Three in four motorists are travelling less far than a year ago to save money.
The economy measure was disclosed in a survey of more than 9,000 people conducted by the RAC.
Based on responses received in late November last year, the survey came at a time when petrol had slipped from its 2012 peak but reflected overall motoring costs that were still high.
Earlier in 2012, an RAC survey of more than 1,000 motorists had shown that for many households the car was an absolute necessity.
As many as 53 per cent of people said they could only transport their children to school by car, while 57 per cent admitted they could not do a weekly food shop and other essential activities without their vehicle.
More than half (54 per cent) said that without their car they would be unable to get to work, while 63 per cent would be unable to visit family members without their vehicle.

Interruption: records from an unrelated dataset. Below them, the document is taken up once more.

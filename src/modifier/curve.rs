//! Oscillating power curve.
//!
//! `f(x) = x * (1 + pos(x) + neg(x))` where both envelopes are
//! `±coef / (1 + |sin_strength * sin(phase + period * ln(log_offset + x))|)^power`,
//! `pos` shifted by a quarter period. Blending is done on the parameters, not
//! on the resulting function.

use std::f64::consts::FRAC_PI_2;

use crate::lerp::Lerp;
use crate::modifier::{Modifier, ModifierRecord};

#[derive(Clone, Copy, Debug, PartialEq)]
pub struct CurveModifier {
    pub log_offset: f64,
    pub offset: f64,
    pub period: f64,
    pub sin_strength: f64,
    pub coef: f64,
    pub power: f64,
}

impl CurveModifier {
    pub fn new(
        log_offset: f64,
        offset: f64,
        period: f64,
        sin_strength: f64,
        coef: f64,
        power: f64,
    ) -> Self {
        Self { log_offset, offset, period, sin_strength, coef, power }
    }

    #[inline]
    fn envelope(&self, x: f64, phase: f64, coef: f64) -> f64 {
        let wave = self.sin_strength * (phase + self.period * (self.log_offset + x).ln()).sin();
        coef * (1.0 / (1.0 + wave.abs())).powf(self.power)
    }

    /// Multiplicative factor applied to `x` (`f(x) / x`).
    pub fn gain(&self, x: f64) -> f64 {
        let pos = self.envelope(x, self.offset + FRAC_PI_2, self.coef);
        let neg = self.envelope(x, self.offset, -self.coef);
        1.0 + pos + neg
    }
}

impl Lerp for CurveModifier {
    fn add(&self, o: &Self) -> Self {
        Self {
            log_offset: self.log_offset + o.log_offset,
            offset: self.offset + o.offset,
            period: self.period + o.period,
            sin_strength: self.sin_strength + o.sin_strength,
            coef: self.coef + o.coef,
            power: self.power + o.power,
        }
    }

    fn scale(&self, w: f64) -> Self {
        Self {
            log_offset: self.log_offset * w,
            offset: self.offset * w,
            period: self.period * w,
            sin_strength: self.sin_strength * w,
            coef: self.coef * w,
            power: self.power * w,
        }
    }
}

impl Modifier for CurveModifier {
    #[inline]
    fn transform(&self, base: f64) -> f64 {
        base * self.gain(base)
    }

    fn describe(&self) -> ModifierRecord {
        ModifierRecord::Curve {
            log_offset: self.log_offset,
            offset: self.offset,
            period: self.period,
            sin_strength: self.sin_strength,
            coef: self.coef,
            power: self.power,
        }
    }
}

RAC technical director David Bizley said: "We know there was an approximate 12 per cent fall in fuel sales between the first half of 2012 and the same period in 2008 and that the number of driving licence holders is still going up, yet the number of miles driven has fallen since 2008.
"It seems that many people across the UK are struggling to keep up financially and are being held to ransom by the rising cost of fuel."
He went on: "Unfortunately, our research shows that for many - particularly those living in rural communities where the local transport network is unable to support the structure of modern life - there is no alternative to using their cars for essential tasks such as food shopping and taking the kids to school."